Exercise material section start
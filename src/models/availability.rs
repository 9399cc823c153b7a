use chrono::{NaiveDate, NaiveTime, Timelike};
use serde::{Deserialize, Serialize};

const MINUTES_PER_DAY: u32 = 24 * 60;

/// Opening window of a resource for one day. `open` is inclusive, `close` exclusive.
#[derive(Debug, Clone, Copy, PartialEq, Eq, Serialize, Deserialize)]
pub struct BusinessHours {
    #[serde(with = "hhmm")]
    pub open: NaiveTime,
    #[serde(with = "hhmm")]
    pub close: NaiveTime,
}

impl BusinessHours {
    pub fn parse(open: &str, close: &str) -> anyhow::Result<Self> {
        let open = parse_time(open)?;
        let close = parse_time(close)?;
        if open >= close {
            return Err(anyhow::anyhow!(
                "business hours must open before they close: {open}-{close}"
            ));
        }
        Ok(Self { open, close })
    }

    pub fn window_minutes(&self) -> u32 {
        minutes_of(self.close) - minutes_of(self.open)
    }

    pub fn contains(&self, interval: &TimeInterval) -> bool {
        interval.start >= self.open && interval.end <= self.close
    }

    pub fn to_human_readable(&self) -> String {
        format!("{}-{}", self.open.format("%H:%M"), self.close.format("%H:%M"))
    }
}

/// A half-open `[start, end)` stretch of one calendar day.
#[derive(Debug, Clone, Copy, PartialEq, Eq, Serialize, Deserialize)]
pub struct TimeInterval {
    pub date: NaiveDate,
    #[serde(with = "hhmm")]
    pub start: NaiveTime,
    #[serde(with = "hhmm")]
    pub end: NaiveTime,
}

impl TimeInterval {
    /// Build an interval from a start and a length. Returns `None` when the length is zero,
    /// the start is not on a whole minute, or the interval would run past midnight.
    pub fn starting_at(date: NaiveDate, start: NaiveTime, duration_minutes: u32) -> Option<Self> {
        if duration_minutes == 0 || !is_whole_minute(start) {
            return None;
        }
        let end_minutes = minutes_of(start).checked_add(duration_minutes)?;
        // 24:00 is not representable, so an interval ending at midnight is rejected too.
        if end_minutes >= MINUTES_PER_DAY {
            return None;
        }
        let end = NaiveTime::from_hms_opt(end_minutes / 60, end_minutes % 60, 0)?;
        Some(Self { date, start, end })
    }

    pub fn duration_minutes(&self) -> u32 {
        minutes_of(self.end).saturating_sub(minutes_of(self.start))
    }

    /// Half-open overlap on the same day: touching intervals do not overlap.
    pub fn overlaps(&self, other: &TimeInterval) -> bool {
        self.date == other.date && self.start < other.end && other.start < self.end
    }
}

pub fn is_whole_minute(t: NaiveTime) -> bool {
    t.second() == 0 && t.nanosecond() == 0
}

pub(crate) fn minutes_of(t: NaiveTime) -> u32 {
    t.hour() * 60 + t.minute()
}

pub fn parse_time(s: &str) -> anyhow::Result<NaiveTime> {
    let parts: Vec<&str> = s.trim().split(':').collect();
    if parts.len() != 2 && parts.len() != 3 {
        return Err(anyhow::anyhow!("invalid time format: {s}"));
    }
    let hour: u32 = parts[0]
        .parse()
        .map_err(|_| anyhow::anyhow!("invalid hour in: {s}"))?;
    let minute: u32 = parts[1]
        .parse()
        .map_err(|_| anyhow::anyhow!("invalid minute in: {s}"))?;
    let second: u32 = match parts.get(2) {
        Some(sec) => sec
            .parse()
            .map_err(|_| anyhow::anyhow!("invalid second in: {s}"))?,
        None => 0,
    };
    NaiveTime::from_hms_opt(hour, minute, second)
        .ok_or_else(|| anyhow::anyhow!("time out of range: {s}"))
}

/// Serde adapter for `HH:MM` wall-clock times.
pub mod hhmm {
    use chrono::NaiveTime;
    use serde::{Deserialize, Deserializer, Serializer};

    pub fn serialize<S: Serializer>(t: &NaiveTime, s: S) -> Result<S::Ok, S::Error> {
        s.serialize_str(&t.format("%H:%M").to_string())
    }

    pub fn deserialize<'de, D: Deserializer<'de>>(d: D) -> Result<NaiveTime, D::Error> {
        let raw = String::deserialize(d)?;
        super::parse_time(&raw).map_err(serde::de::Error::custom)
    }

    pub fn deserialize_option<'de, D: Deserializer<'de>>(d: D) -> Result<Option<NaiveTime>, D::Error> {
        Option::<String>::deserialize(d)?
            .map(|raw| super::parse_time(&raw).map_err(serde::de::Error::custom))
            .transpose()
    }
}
Exercise material section end
*Action item*: Copy out the data shown above without altering anything.

*Finished exercise*:
filename src/models/availability.rs
repository 9399cc823c153b7a
use chrono::{NaiveDate, NaiveTime, Timelike};
use serde::{Deserialize, Serialize};

const MINUTES_PER_DAY: u32 = 24 * 60;

/// Opening window of a resource for one day. `open` is inclusive, `close` exclusive.
#[derive(Debug, Clone, Copy, PartialEq, Eq, Serialize, Deserialize)]
pub struct BusinessHours {
    #[serde(with = "hhmm")]
    pub open: NaiveTime,
    #[serde(with = "hhmm")]
    pub close: NaiveTime,
}

impl BusinessHours {
    pub fn parse(open: &str, close: &str) -> anyhow::Result<Self> {
        let open = parse_time(open)?;
        let close = parse_time(close)?;
        if open >= close {
            return Err(anyhow::anyhow!(
                "business hours must open before they close: {open}-{close}"
            ));
        }
        Ok(Self { open, close })
    }

    pub fn window_minutes(&self) -> u32 {
        minutes_of(self.close) - minutes_of(self.open)
    }

    pub fn contains(&self, interval: &TimeInterval) -> bool {
        interval.start >= self.open && interval.end <= self.close
    }

    pub fn to_human_readable(&self) -> String {
        format!("{}-{}", self.open.format("%H:%M"), self.close.format("%H:%M"))
    }
}

/// A half-open `[start, end)` stretch of one calendar day.
#[derive(Debug, Clone, Copy, PartialEq, Eq, Serialize, Deserialize)]
pub struct TimeInterval {
    pub date: NaiveDate,
    #[serde(with = "hhmm")]
    pub start: NaiveTime,
    #[serde(with = "hhmm")]
    pub end: NaiveTime,
}

impl TimeInterval {
    /// Build an interval from a start and a length. Returns `None` when the length is zero,
    /// the start is not on a whole minute, or the interval would run past midnight.
    pub fn starting_at(date: NaiveDate, start: NaiveTime, duration_minutes: u32) -> Option<Self> {
        if duration_minutes == 0 || !is_whole_minute(start) {
            return None;
        }
        let end_minutes = minutes_of(start).checked_add(duration_minutes)?;
        // 24:00 is not representable, so an interval ending at midnight is rejected too.
        if end_minutes >= MINUTES_PER_DAY {
            return None;
        }
        let end = NaiveTime::from_hms_opt(end_minutes / 60, end_minutes % 60, 0)?;
        Some(Self { date, start, end })
    }

    pub fn duration_minutes(&self) -> u32 {
        minutes_of(self.end).saturating_sub(minutes_of(self.start))
    }

    /// Half-open overlap on the same day: touching intervals do not overlap.
    pub fn overlaps(&self, other: &TimeInterval) -> bool {
        self.date == other.date && self.start < other.end && other.start < self.end
    }
}

pub fn is_whole_minute(t: NaiveTime) -> bool {
    t.second() == 0 && t.nanosecond() == 0
}

pub(crate) fn minutes_of(t: NaiveTime) -> u32 {
    t.hour() * 60 + t.minute()
}

pub fn parse_time(s: &str) -> anyhow::Result<NaiveTime> {
    let parts: Vec<&str> = s.trim().split(':').collect();
    if parts.len() != 2 && parts.len() != 3 {
        return Err(anyhow::anyhow!("invalid time format: {s}"));
    }
    let hour: u32 = parts[0]
        .parse()
        .map_err(|_| anyhow::anyhow!("invalid hour in: {s}"))?;
    let minute: u32 = parts[1]
        .parse()
        .map_err(|_| anyhow::anyhow!("invalid minute in: {s}"))?;
    let second: u32 = match parts.get(2) {
        Some(sec) => sec
            .parse()
            .map_err(|_| anyhow::anyhow!("invalid second in: {s}"))?,
        None => 0,
    };
    NaiveTime::from_hms_opt(hour, minute, second)
        .ok_or_else(|| anyhow::anyhow!("time out of range: {s}"))
}

/// Serde adapter for `HH:MM` wall-clock times.
pub mod hhmm {
    use chrono::NaiveTime;
    use serde::{Deserialize, Deserializer, Serializer};

    pub fn serialize<S: Serializer>(t: &NaiveTime, s: S) -> Result<S::Ok, S::Error> {
        s.serialize_str(&t.format("%H:%M").to_string())
    }

    pub fn deserialize<'de, D: Deserializer<'de>>(d: D) -> Result<NaiveTime, D::Error> {
        let raw = String::deserialize(d)?;
        super::parse_time(&raw).map_err(serde::de::Error::custom)
    }

    pub fn deserialize_option<'de, D: Deserializer<'de>>(d: D) -> Result<Option<NaiveTime>, D::Error> {
        Option::<String>::deserialize(d)?
            .map(|raw| super::parse_time(&raw).map_err(serde::de::Error::custom))
            .transpose()
    }
}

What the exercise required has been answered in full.